After eight years at The Institute for Genomic Research, John Quackenbush moved last month to take a dual appointment at the Harvard School of Public Health and the Dana-Farber Cancer Institute in Cambridge. “I’d been looking around to see how I could grow my research,” Quackenbush says, “and [Harvard] had an attractive offer. They have capacities there in bioinformatics, animal models, cancer, human disease — the opportunities there are outstanding.”
The problem with TIGR, from Quackenbush’s perspective, is that the institute focuses primarily on sequencing and annotating microbial genomes — as perhaps they should; they’re good at it. But Quackenbush’s work in bioinformatics software is “rather divorced from looking at microbes,” he says. Furthermore, TIGR lacks a neighboring university or hospital, he adds.
At Harvard, Quackenbush’s appointment in the School of Public Health is in the biostatistics department, where he says he’ll help serve as a nucleus to bring in new faculty. The department isn’t looking for faculty with one particular type of skill set, Quackenbush says, but rather for talented people with expertise in subjects as varied as molecular modeling, gene expression and proteomics data analysis, and genome sequencing and analysis. Cancer will be a major focus of his software-generating efforts, he says, but his work will touch on a broader range of health issues, including tuberculosis and HIV.

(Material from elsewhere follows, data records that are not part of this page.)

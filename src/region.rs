use crate::error::AppError;
use serde::{Deserialize, Serialize};
use std::fmt;
use std::str::FromStr;

/// Platform regions accepted by the search backend.
#[derive(Debug, Clone, Copy, PartialEq, Eq, Hash, Serialize, Deserialize, clap::ValueEnum)]
#[serde(rename_all = "UPPERCASE")]
pub enum Region {
    Br,
    Eune,
    Euw,
    Jp,
    Kr,
    Lan,
    Las,
    Na,
    Oce,
    Tr,
    Ru,
    Ph,
    Sg,
    Th,
    Tw,
    Vn,
}

impl Region {
    pub const ALL: [Region; 16] = [
        Region::Br,
        Region::Eune,
        Region::Euw,
        Region::Jp,
        Region::Kr,
        Region::Lan,
        Region::Las,
        Region::Na,
        Region::Oce,
        Region::Tr,
        Region::Ru,
        Region::Ph,
        Region::Sg,
        Region::Th,
        Region::Tw,
        Region::Vn,
    ];

    pub fn code(self) -> &'static str {
        match self {
            Region::Br => "BR",
            Region::Eune => "EUNE",
            Region::Euw => "EUW",
            Region::Jp => "JP",
            Region::Kr => "KR",
            Region::Lan => "LAN",
            Region::Las => "LAS",
            Region::Na => "NA",
            Region::Oce => "OCE",
            Region::Tr => "TR",
            Region::Ru => "RU",
            Region::Ph => "PH",
            Region::Sg => "SG",
            Region::Th => "TH",
            Region::Tw => "TW",
            Region::Vn => "VN",
        }
    }
}

impl fmt::Display for Region {
    fn fmt(&self, f: &mut fmt::Formatter<'_>) -> fmt::Result {
        f.write_str(self.code())
    }
}

impl FromStr for Region {
    type Err = AppError;

    fn from_str(s: &str) -> Result<Self, Self::Err> {
        let wanted = s.trim();
        Region::ALL
            .into_iter()
            .find(|region| region.code().eq_ignore_ascii_case(wanted))
            .ok_or_else(|| AppError::ConfigError(format!("Unknown region: {}", wanted)))
    }
}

Quackenbush is excited about the greater access to clinical material he’ll have at Harvard, and about the lab space to perform wet lab experiments — especially for someone with an appointment in the biostatistics department. “It was funny for someone like me to have to take an occupational health screen at Dana-Farber,” he says. “People were asking me, ‘Why are you going to be working with tissue samples and blood?’” he says with a laugh.